> [What is needed]: Filter the data for lines with the word "Duration", then copy every line so identified.

> [The input]:

//! `snip ingest`: publish snippet events from a JSON Lines file.
//!
//! Every non-empty line is published verbatim, keyed by its `id` field when
//! there is one. Validation happens in the consumer, so a bad line becomes a
//! discarded poison message exactly as it would from any other producer.
//!
//! With `--process` the command also drains the broker in-process and waits
//! for the resulting runs, which is handy with the offline provider.

use anyhow::{bail, Context, Result};
use std::path::Path;

use crate::broker::key_of;
use crate::config::TopicsConfig;
use crate::orchestrator::RunState;
use crate::runtime::App;

/// Resolve `created`/`updated`/`deleted` to the configured topic name.
/// Any other value must already be one of the configured names.
pub fn resolve_topic(topics: &TopicsConfig, topic: &str) -> Result<String> {
    let resolved = match topic {
        "created" => topics.created.clone(),
        "updated" => topics.updated.clone(),
        "deleted" => topics.deleted.clone(),
        other => other.to_string(),
    };
    if !topics.all().contains(&resolved) {
        bail!(
            "Unknown topic '{}'. Use created, updated, deleted or one of: {}",
            topic,
            topics.all().join(", ")
        );
    }
    Ok(resolved)
}

/// Publish each non-empty line of `file`. Returns the number published.
pub async fn publish_file(app: &App, file: &Path, topic: &str) -> Result<usize> {
    let content = std::fs::read_to_string(file)
        .with_context(|| format!("Failed to read {}", file.display()))?;

    let mut published = 0;
    for line in content.lines().map(str::trim).filter(|l| !l.is_empty()) {
        let key = key_of(line.as_bytes());
        let (partition, offset) = app
            .broker
            .publish(topic, key.as_deref(), line.as_bytes())
            .await?;
        tracing::debug!(topic, partition, offset, "published event");
        published += 1;
    }
    Ok(published)
}

pub async fn run_ingest(app: &App, file: &Path, topic: &str, process: bool) -> Result<()> {
    let topic = resolve_topic(&app.config.broker.topics, topic)?;
    let published = publish_file(app, file, &topic).await?;

    println!("ingest {} -> {}", file.display(), topic);
    println!("  published: {}", published);

    if !process {
        println!("ok");
        return Ok(());
    }

    let stats = app.consumer.drain().await?;
    println!("  runs started: {}", stats.started);
    println!("  runs attached: {}", stats.attached);
    println!("  deletes skipped: {}", stats.skipped);
    println!("  discarded: {}", stats.discarded);
    if stats.withheld > 0 {
        println!("  withheld: {}", stats.withheld);
    }

    let mut failed = 0;
    for run_id in &stats.run_ids {
        let run = app.orchestrator.wait(run_id).await?;
        println!(
            "  {}  {}{}",
            run.run_id,
            run.state,
            run.last_error
                .as_deref()
                .map(|e| format!("  ({})", e))
                .unwrap_or_default()
        );
        // A non-terminal run here lost its driver and did not finish.
        if run.state != RunState::Completed {
            failed += 1;
        }
    }

    if failed > 0 {
        bail!("{} run(s) did not complete", failed);
    }
    println!("ok");
    Ok(())
}

#[cfg(test)]
mod tests {
    use super::*;

    #[test]
    fn test_resolve_topic() {
        let topics = TopicsConfig::default();
        assert_eq!(resolve_topic(&topics, "created").unwrap(), "snippet.created");
        assert_eq!(resolve_topic(&topics, "snippet.deleted").unwrap(), "snippet.deleted");
        assert!(resolve_topic(&topics, "snippet.moved").is_err());
    }
}
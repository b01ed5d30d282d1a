//! Error taxonomy for the ingestion pipeline.
//!
//! Only [`StepError`] crosses the step boundary; the orchestrator decides
//! from its variant whether an attempt is retried. Application edges (CLI,
//! migrations, config) use `anyhow` instead.

use reqwest::StatusCode;
use serde::{Deserialize, Serialize};

/// Failure of a single step attempt.
#[derive(Debug, Clone, PartialEq, Eq, Serialize, Deserialize, thiserror::Error)]
#[serde(tag = "kind", content = "message", rename_all = "snake_case")]
pub enum StepError {
    /// Network error, rate limit, server error or timeout. Retried with backoff.
    #[error("transient: {0}")]
    Transient(String),
    /// Input or output that will never succeed. Fails the run immediately.
    #[error("permanent: {0}")]
    Permanent(String),
}

impl StepError {
    pub fn transient(message: impl Into<String>) -> Self {
        Self::Transient(message.into())
    }

    pub fn permanent(message: impl Into<String>) -> Self {
        Self::Permanent(message.into())
    }

    pub fn is_retriable(&self) -> bool {
        matches!(self, Self::Transient(_))
    }

    /// Classify a non-success HTTP response from a provider or the index.
    ///
    /// 429 and 5xx are transient; every other status is permanent.
    pub fn from_status(service: &str, status: StatusCode, body: &str) -> Self {
        let message = format!("{} returned {}: {}", service, status, truncate(body, 512));
        if status == StatusCode::TOO_MANY_REQUESTS || status.is_server_error() {
            Self::Transient(message)
        } else {
            Self::Permanent(message)
        }
    }

    /// Classify a transport-level failure. These are always transient.
    pub fn from_transport(service: &str, err: reqwest::Error) -> Self {
        Self::Transient(format!("{} request failed: {}", service, err))
    }
}

fn truncate(s: &str, max: usize) -> &str {
    if s.len() <= max {
        return s;
    }
    let mut end = max;
    while !s.is_char_boundary(end) {
        end -= 1;
    }
    &s[..end]
}

/// Reasons an incoming broker message is rejected at ingress.
///
/// A message that fails validation is a poison message: it is logged,
/// committed, and never retried.
#[derive(Debug, Clone, PartialEq, Eq, thiserror::Error)]
pub enum ValidationError {
    #[error("message from unknown topic: {0}")]
    UnknownTopic(String),
    #[error("payload is not a JSON object: {0}")]
    Malformed(String),
    #[error("missing or non-string field: {0}")]
    MissingField(&'static str),
    #[error("invalid entity id: {0}")]
    InvalidId(String),
}

/// Errors surfaced by the run orchestrator to its callers.
#[derive(Debug, thiserror::Error)]
pub enum OrchestratorError {
    /// The durable run store could not be reached. Callers must not treat
    /// the submission as accepted.
    #[error("orchestrator unavailable: {0}")]
    Unavailable(String),
    #[error("run not found: {0}")]
    RunNotFound(String),
}

impl OrchestratorError {
    pub fn unavailable(err: anyhow::Error) -> Self {
        Self::Unavailable(format!("{:#}", err))
    }
}

#[cfg(test)]
mod tests {
    use super::*;

    #[test]
    fn test_status_classification() {
        let e = StepError::from_status("openai", StatusCode::TOO_MANY_REQUESTS, "slow down");
        assert!(e.is_retriable());
        let e = StepError::from_status("openai", StatusCode::BAD_GATEWAY, "");
        assert!(e.is_retriable());
        let e = StepError::from_status("openai", StatusCode::BAD_REQUEST, "bad input");
        assert!(!e.is_retriable());
        let e = StepError::from_status("opensearch", StatusCode::UNAUTHORIZED, "");
        assert!(!e.is_retriable());
    }

    #[test]
    fn test_truncate_respects_char_boundaries() {
        let s = "é".repeat(400);
        let t = truncate(&s, 513);
        assert!(t.len() <= 513);
        assert!(s.starts_with(t));
    }

    #[test]
    fn test_step_error_serde_shape() {
        let json = serde_json::to_value(StepError::permanent("empty code")).unwrap();
        assert_eq!(json["kind"], "permanent");
        assert_eq!(json["message"], "empty code");
    }
}
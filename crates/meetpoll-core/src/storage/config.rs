//! TOML-based application configuration.
//!
//! Stores engine settings including:
//! - Suggestion tuning (pool cap, quiet hours, dayparts, fetch limits)
//! - Poll sweeping and vote token lifetime
//! - Token signing seed and legacy identity acceptance
//!
//! Configuration is stored at `~/.config/meetpoll/config.toml`.

use std::path::{Path, PathBuf};
use std::time::Duration;

use serde::{Deserialize, Serialize};

use super::data_dir;
use crate::availability::{default_dayparts, Daypart, SlotPrioritizer, DEFAULT_POOL_CAP};
use crate::error::ConfigError;

/// Environment variable that overrides `auth.signing_seed`.
pub const SIGNING_SEED_ENV: &str = "MEETPOLL_SIGNING_SEED";

/// Upper bound on `polls.token_ttl_hours`.
pub const MAX_TOKEN_TTL_HOURS: i64 = 24 * 365 * 10;

/// Suggestion pipeline configuration.
#[derive(Debug, Clone, Serialize, Deserialize)]
pub struct SuggestionSettings {
    #[serde(default = "default_pool_cap")]
    pub pool_cap: usize,
    #[serde(default = "default_increment")]
    pub default_increment_minutes: i64,
    #[serde(default = "default_max_suggestions")]
    pub default_max_suggestions: i64,
    #[serde(default = "default_fetch_timeout")]
    pub fetch_timeout_secs: u64,
    #[serde(default = "default_max_concurrent_fetches")]
    pub max_concurrent_fetches: usize,
    #[serde(default = "default_quiet_start")]
    pub quiet_hours_start: u32,
    #[serde(default = "default_quiet_end")]
    pub quiet_hours_end: u32,
    #[serde(default = "default_dayparts")]
    pub dayparts: Vec<Daypart>,
}

/// Poll lifecycle configuration.
#[derive(Debug, Clone, Serialize, Deserialize)]
pub struct PollSettings {
    #[serde(default = "default_sweep_interval")]
    pub sweep_interval_secs: u64,
    #[serde(default = "default_token_ttl")]
    pub token_ttl_hours: i64,
}

/// Vote token configuration.
#[derive(Debug, Clone, Serialize, Deserialize)]
pub struct AuthSettings {
    /// Seed the token signing key is derived from.
    #[serde(default)]
    pub signing_seed: Option<String>,
    /// Accept a bare `voter_email` when no signed token is presented.
    #[serde(default = "default_true")]
    pub allow_legacy_email: bool,
}

/// Application configuration.
///
/// Serialized to/from TOML at `~/.config/meetpoll/config.toml`.
#[derive(Debug, Clone, Default, Serialize, Deserialize)]
pub struct Config {
    #[serde(default)]
    pub suggestions: SuggestionSettings,
    #[serde(default)]
    pub polls: PollSettings,
    #[serde(default)]
    pub auth: AuthSettings,
}

// Default functions
fn default_pool_cap() -> usize {
    DEFAULT_POOL_CAP
}
fn default_increment() -> i64 {
    30
}
fn default_max_suggestions() -> i64 {
    5
}
fn default_fetch_timeout() -> u64 {
    10
}
fn default_max_concurrent_fetches() -> usize {
    8
}
fn default_quiet_start() -> u32 {
    6
}
fn default_quiet_end() -> u32 {
    22
}
fn default_sweep_interval() -> u64 {
    60
}
fn default_token_ttl() -> i64 {
    24 * 7
}
fn default_true() -> bool {
    true
}

impl Default for SuggestionSettings {
    fn default() -> Self {
        Self {
            pool_cap: default_pool_cap(),
            default_increment_minutes: default_increment(),
            default_max_suggestions: default_max_suggestions(),
            fetch_timeout_secs: default_fetch_timeout(),
            max_concurrent_fetches: default_max_concurrent_fetches(),
            quiet_hours_start: default_quiet_start(),
            quiet_hours_end: default_quiet_end(),
            dayparts: default_dayparts(),
        }
    }
}

impl Default for PollSettings {
    fn default() -> Self {
        Self {
            sweep_interval_secs: default_sweep_interval(),
            token_ttl_hours: default_token_ttl(),
        }
    }
}

impl Default for AuthSettings {
    fn default() -> Self {
        Self {
            signing_seed: None,
            allow_legacy_email: default_true(),
        }
    }
}

impl SuggestionSettings {
    pub fn fetch_timeout(&self) -> Duration {
        Duration::from_secs(self.fetch_timeout_secs)
    }

    /// Build the prioritizer, validating quiet hours and daypart layout.
    pub fn prioritizer(&self) -> Result<SlotPrioritizer, ConfigError> {
        SlotPrioritizer::new(
            self.quiet_hours_start,
            self.quiet_hours_end,
            self.dayparts.clone(),
        )
    }
}

impl PollSettings {
    pub fn sweep_interval(&self) -> Duration {
        Duration::from_secs(self.sweep_interval_secs)
    }

    /// Vote token lifetime, clamped to `1..=MAX_TOKEN_TTL_HOURS`.
    pub fn token_ttl(&self) -> chrono::Duration {
        chrono::Duration::hours(self.token_ttl_hours.clamp(1, MAX_TOKEN_TTL_HOURS))
    }
}

impl AuthSettings {
    /// Signing seed from the environment, falling back to the config file.
    ///
    /// # Errors
    /// Returns [`ConfigError::MissingKey`] if neither is set.
    pub fn resolve_signing_seed(&self) -> Result<String, ConfigError> {
        if let Ok(seed) = std::env::var(SIGNING_SEED_ENV) {
            if !seed.is_empty() {
                return Ok(seed);
            }
        }
        self.signing_seed
            .clone()
            .filter(|s| !s.is_empty())
            .ok_or_else(|| ConfigError::MissingKey("auth.signing_seed".to_string()))
    }
}

impl Config {
    fn get_json_value_by_path<'a>(
        root: &'a serde_json::Value,
        key: &str,
    ) -> Option<&'a serde_json::Value> {
        if key.is_empty() {
            return None;
        }

        let mut current = root;
        for part in key.split('.') {
            current = current.get(part)?;
        }
        Some(current)
    }

    fn set_json_value_by_path(
        root: &mut serde_json::Value,
        key: &str,
        value: &str,
    ) -> Result<(), ConfigError> {
        let unknown = || ConfigError::InvalidValue {
            key: key.to_string(),
            message: "unknown config key".to_string(),
        };
        let unparsable = |kind: &str| ConfigError::InvalidValue {
            key: key.to_string(),
            message: format!("cannot parse '{value}' as {kind}"),
        };

        let mut parts = key.split('.').peekable();
        if key.is_empty() {
            return Err(ConfigError::MissingKey("(empty)".to_string()));
        }

        let mut current = root;
        while let Some(part) = parts.next() {
            let is_leaf = parts.peek().is_none();
            if is_leaf {
                let obj = current.as_object_mut().ok_or_else(unknown)?;
                let existing = obj.get(part).ok_or_else(unknown)?;

                let new_value = match existing {
                    serde_json::Value::Bool(_) => serde_json::Value::Bool(
                        value.parse::<bool>().map_err(|_| unparsable("bool"))?,
                    ),
                    serde_json::Value::Number(_) => {
                        if let Ok(n) = value.parse::<i64>() {
                            serde_json::Value::Number(n.into())
                        } else {
                            return Err(unparsable("integer"));
                        }
                    }
                    serde_json::Value::Object(_) | serde_json::Value::Array(_) => {
                        serde_json::from_str(value).map_err(|_| unparsable("JSON"))?
                    }
                    // Null covers unset optional strings such as auth.signing_seed.
                    _ => serde_json::Value::String(value.into()),
                };

                obj.insert(part.to_string(), new_value);
                return Ok(());
            }

            current = current.get_mut(part).ok_or_else(unknown)?;
        }

        Err(unknown())
    }

    /// Default location of the config file.
    pub fn path() -> Result<PathBuf, ConfigError> {
        data_dir()
            .map(|dir| dir.join("config.toml"))
            .map_err(|e| ConfigError::LoadFailed {
                path: PathBuf::from("config.toml"),
                message: e.to_string(),
            })
    }

    /// Load from the default location, writing defaults if missing.
    ///
    /// # Errors
    ///
    /// Returns an error if the config file exists but cannot be parsed,
    /// or if the default config cannot be written to disk.
    pub fn load() -> Result<Self, ConfigError> {
        Self::load_from(&Self::path()?)
    }

    /// Load from an explicit path, writing defaults if the file is missing.
    pub fn load_from(path: &Path) -> Result<Self, ConfigError> {
        match std::fs::read_to_string(path) {
            Ok(content) => {
                let cfg: Config = toml::from_str(&content).map_err(|e| ConfigError::LoadFailed {
                    path: path.to_path_buf(),
                    message: e.to_string(),
                })?;
                cfg.validate()?;
                Ok(cfg)
            }
            Err(e) if e.kind() == std::io::ErrorKind::NotFound => {
                let cfg = Self::default();
                cfg.save_to(path)?;
                Ok(cfg)
            }
            Err(e) => Err(ConfigError::LoadFailed {
                path: path.to_path_buf(),
                message: e.to_string(),
            }),
        }
    }

    /// Persist to the default location.
    pub fn save(&self) -> Result<(), ConfigError> {
        self.save_to(&Self::path()?)
    }

    /// Persist to an explicit path.
    pub fn save_to(&self, path: &Path) -> Result<(), ConfigError> {
        let save_failed = |message: String| ConfigError::SaveFailed {
            path: path.to_path_buf(),
            message,
        };
        let content = toml::to_string_pretty(self).map_err(|e| save_failed(e.to_string()))?;
        std::fs::write(path, content).map_err(|e| save_failed(e.to_string()))
    }

    /// Check cross-field constraints serde defaults cannot express.
    pub fn validate(&self) -> Result<(), ConfigError> {
        let positive = |key: &str, ok: bool| {
            if ok {
                Ok(())
            } else {
                Err(ConfigError::InvalidValue {
                    key: key.to_string(),
                    message: "must be greater than zero".to_string(),
                })
            }
        };
        positive("suggestions.pool_cap", self.suggestions.pool_cap > 0)?;
        positive(
            "suggestions.default_increment_minutes",
            self.suggestions.default_increment_minutes > 0,
        )?;
        positive(
            "suggestions.default_max_suggestions",
            self.suggestions.default_max_suggestions > 0,
        )?;
        positive(
            "suggestions.max_concurrent_fetches",
            self.suggestions.max_concurrent_fetches > 0,
        )?;
        positive("polls.sweep_interval_secs", self.polls.sweep_interval_secs > 0)?;
        positive("polls.token_ttl_hours", self.polls.token_ttl_hours > 0)?;
        if self.polls.token_ttl_hours > MAX_TOKEN_TTL_HOURS {
            return Err(ConfigError::InvalidValue {
                key: "polls.token_ttl_hours".to_string(),
                message: format!("must be at most {MAX_TOKEN_TTL_HOURS} (ten years)"),
            });
        }
        self.suggestions.prioritizer().map(|_| ())
    }

    /// Get a config value as string by dot-separated key.
    pub fn get(&self, key: &str) -> Option<String> {
        let json = serde_json::to_value(self).ok()?;
        let val = Self::get_json_value_by_path(&json, key)?;
        match val {
            serde_json::Value::String(s) => Some(s.clone()),
            other => Some(other.to_string()),
        }
    }

    /// Set a config value by key without saving.
    ///
    /// # Errors
    ///
    /// Returns an error if the key is unknown, the value cannot be parsed,
    /// or the resulting config is invalid.
    pub fn set(&mut self, key: &str, value: &str) -> Result<(), ConfigError> {
        let invalid = |message: String| ConfigError::InvalidValue {
            key: key.to_string(),
            message,
        };
        let mut json = serde_json::to_value(&*self).map_err(|e| invalid(e.to_string()))?;
        Self::set_json_value_by_path(&mut json, key, value)?;
        let updated: Config = serde_json::from_value(json).map_err(|e| invalid(e.to_string()))?;
        updated.validate()?;
        *self = updated;
        Ok(())
    }

    /// Load from disk, returning default on error.
    /// This is a convenience method that never fails.
    pub fn load_or_default() -> Self {
        Self::load().unwrap_or_default()
    }
}
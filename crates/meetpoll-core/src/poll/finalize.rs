//! Winner selection and poll closing.

use chrono::{DateTime, Utc};
use serde::Serialize;

use super::model::{Poll, PollOption};
use crate::error::NotFoundError;

/// Outcome of a [`finalize`] call.
#[derive(Debug, Clone, PartialEq, Eq, Serialize)]
#[serde(tag = "result", rename_all = "snake_case")]
pub enum Finalization {
    /// This call closed the poll.
    Closed { winning_option_id: String },
    /// The poll was closed earlier; nothing changed.
    AlreadyClosed,
}

/// Highest vote count wins; ties go to the earliest start, then to the
/// option listed first.
pub fn select_winner(options: &[PollOption]) -> Option<&PollOption> {
    options.iter().reduce(|best, candidate| {
        let better = candidate.vote_count() > best.vote_count()
            || (candidate.vote_count() == best.vote_count() && candidate.start() < best.start());
        if better {
            candidate
        } else {
            best
        }
    })
}

/// Close `poll`, choosing `explicit_option_id` or the majority winner.
///
/// Finalizing a closed poll is a no-op that returns
/// [`Finalization::AlreadyClosed`].
///
/// # Errors
/// [`NotFoundError::Option`] when `explicit_option_id` is not an option.
pub fn finalize(
    poll: &mut Poll,
    explicit_option_id: Option<&str>,
    now: DateTime<Utc>,
) -> Result<Finalization, NotFoundError> {
    if !poll.is_open() {
        return Ok(Finalization::AlreadyClosed);
    }

    let winner = match explicit_option_id {
        Some(id) => poll.option(id).ok_or_else(|| NotFoundError::Option {
            poll_id: poll.id().to_string(),
            option_id: id.to_string(),
        })?,
        None => select_winner(poll.options()).ok_or_else(|| NotFoundError::Option {
            poll_id: poll.id().to_string(),
            option_id: "(none)".to_string(),
        })?,
    };
    let winning_option_id = winner.id().to_string();

    poll.close(winning_option_id.clone(), now);
    Ok(Finalization::Closed { winning_option_id })
}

> [Completed task]:
use std::time::Duration;
    pub fn fetch_timeout(&self) -> Duration {
        Duration::from_secs(self.fetch_timeout_secs)
    pub fn sweep_interval(&self) -> Duration {
        Duration::from_secs(self.sweep_interval_secs)
    pub fn token_ttl(&self) -> chrono::Duration {
        chrono::Duration::hours(self.token_ttl_hours.clamp(1, MAX_TOKEN_TTL_HOURS))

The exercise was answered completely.